Americans died at the lowest rate ever recorded last year, according to new federal figures — a milestone that suggests life expectancy in the United States is climbing back toward, and likely beyond, its pre-pandemic peak. The age-adjusted death rate for 2025 fell to about 689 deaths per 100,000 people, the lowest in more than a century of tracking, CNN reported, citing provisional data from the Centers for Disease Control and Prevention.
A sharp turnaround
The number represents a remarkable reversal from the depths of the coronavirus pandemic. The age-adjusted death rate — a measure that accounts for the age makeup of the population, allowing fair comparison across years — has fallen about 22% since 2021, and now sits roughly 4% below where it was in 2019, just before COVID-19 arrived, according to the CDC's provisional report.

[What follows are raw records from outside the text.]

use crate::error::CommandError;
use std::time::Duration;

/// A single dispatchable action for the toy. Constructed by a producer,
/// consumed exactly once by the dispatcher.
///
/// Fields are wider than the accepted ranges so that out-of-range values
/// coming off the wire survive until [`Command::validate`] can reject them
/// with a proper `InvalidParameter` instead of being silently truncated.
#[derive(Debug, Clone, PartialEq, serde::Serialize, serde::Deserialize)]
#[serde(tag = "command", rename_all = "snake_case")]
pub enum Command {
    /// Roll in a direction. Heading 0-359 degrees, speed 0-255.
    Roll { heading: u16, speed: u16, duration: f32 },
    /// Spin in place. 0-360 degrees.
    Spin { degrees: u16, duration: f32 },
    /// Set the main LED color, 0-255 per channel.
    SetColor { r: u16, g: u16, b: u16 },
}

impl Command {
    /// Checks parameter ranges. Called by the dispatcher before any device
    /// call; a command that fails here never reaches the adapter.
    pub fn validate(&self) -> Result<(), CommandError> {
        match *self {
            Command::Roll {
                heading,
                speed,
                duration,
            } => {
                if heading > 359 {
                    return Err(CommandError::InvalidParameter(format!(
                        "heading {heading} out of range 0-359"
                    )));
                }
                if speed > 255 {
                    return Err(CommandError::InvalidParameter(format!(
                        "speed {speed} out of range 0-255"
                    )));
                }
                validate_duration(duration)
            }
            Command::Spin { degrees, duration } => {
                if degrees > 360 {
                    return Err(CommandError::InvalidParameter(format!(
                        "degrees {degrees} out of range 0-360"
                    )));
                }
                validate_duration(duration)
            }
            Command::SetColor { r, g, b } => {
                for (channel, value) in [("r", r), ("g", g), ("b", b)] {
                    if value > 255 {
                        return Err(CommandError::InvalidParameter(format!(
                            "color channel {channel}={value} out of range 0-255"
                        )));
                    }
                }
                Ok(())
            }
        }
    }

    /// How long the toy is busy executing this command.
    pub fn duration(&self) -> Duration {
        match *self {
            Command::Roll { duration, .. } | Command::Spin { duration, .. } => {
                Duration::from_secs_f32(duration.max(0.0))
            }
            Command::SetColor { .. } => Duration::ZERO,
        }
    }

    /// Human-readable success message, mirrored to the UI as a status event.
    pub fn describe(&self) -> String {
        match *self {
            Command::Roll { heading, speed, .. } => {
                format!("Rolling with heading {heading}, speed {speed}")
            }
            Command::Spin { degrees, .. } => format!("Spinning {degrees} degrees"),
            Command::SetColor { r, g, b } => format!("Color set to RGB({r},{g},{b})"),
        }
    }
}

fn validate_duration(duration: f32) -> Result<(), CommandError> {
    if !duration.is_finite() || duration <= 0.0 {
        return Err(CommandError::InvalidParameter(format!(
            "duration {duration} must be a positive number of seconds"
        )));
    }
    Ok(())
}

#[cfg(test)]
mod tests {
    use super::*;

    #[test]
    fn valid_commands_pass() {
        assert!(
            Command::Roll {
                heading: 90,
                speed: 200,
                duration: 1.0
            }
            .validate()
            .is_ok()
        );
        assert!(
            Command::Spin {
                degrees: 360,
                duration: 2.0
            }
            .validate()
            .is_ok()
        );
        assert!(Command::SetColor { r: 0, g: 128, b: 255 }.validate().is_ok());
    }

    #[test]
    fn out_of_range_color_is_invalid() {
        let err = Command::SetColor { r: 300, g: 0, b: 0 }.validate().unwrap_err();
        assert!(matches!(err, CommandError::InvalidParameter(_)));
    }

    #[test]
    fn out_of_range_heading_and_speed_are_invalid() {
        assert!(matches!(
            Command::Roll {
                heading: 360,
                speed: 10,
                duration: 1.0
            }
            .validate(),
            Err(CommandError::InvalidParameter(_))
        ));
        assert!(matches!(
            Command::Roll {
                heading: 0,
                speed: 256,
                duration: 1.0
            }
            .validate(),
            Err(CommandError::InvalidParameter(_))
        ));
    }

    #[test]
    fn non_positive_duration_is_invalid() {
        for duration in [0.0, -1.0, f32::NAN] {
            assert!(matches!(
                Command::Spin { degrees: 90, duration }.validate(),
                Err(CommandError::InvalidParameter(_))
            ));
        }
    }
}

Because mortality and longevity move in opposite directions, a record-low death rate strongly implies a record-high life expectancy. Demographers cautioned that the figures are provisional and will shift as more death certificates are processed, but the direction is clear: fewer Americans are dying, at essentially every stage of life.
What drove the decline
Two factors stand out. The first is the retreat of the drug-overdose epidemic. Overdose deaths, while still high at roughly 70,000 in 2025, have fallen sharply from their peak — a decline that experts say played a large role in pulling the overall death rate down, particularly among younger adults who are disproportionately affected. The second is the continued fading of COVID-19, which at the height of the pandemic was among the leading causes of death in the country and has now dropped out of the top ten.
Longer-running trends contributed as well. Deaths from heart disease, still the nation's leading killer, have continued a gradual decline, which health officials attribute to a mix of better treatment and prevention. Together, these shifts added up to the lowest mortality rate the country has measured.
The disparities behind the average
A single national figure, however, conceals wide and persistent gaps. Men continued to die at a substantially higher age-adjusted rate than women — about 811 per 100,000 for men versus 583 for women in 2025. And longstanding racial disparities remain stark, with death rates for some groups far higher than for others.
Those differences are a reminder that an encouraging national headline does not mean the benefits are shared equally. Public-health researchers have long stressed that averages can mask the very inequalities that policy is meant to address, and the 2025 data are no exception.
Why it matters
Population-wide death rates are one of the broadest measures of a society's health, capturing the combined effect of medicine, public health, behavior and economics. A record low is a genuinely good-news story — evidence that some of the forces that drove US mortality up in recent years, above all overdoses and the pandemic, have eased.
The caveats are real: the data are provisional, the gains are uneven, and single-year figures can bounce around. But taken together with the fall in overdose deaths and the fading of COVID-19, the numbers describe a country that, at least by this measure, is recovering — and, for the first time in years, living longer.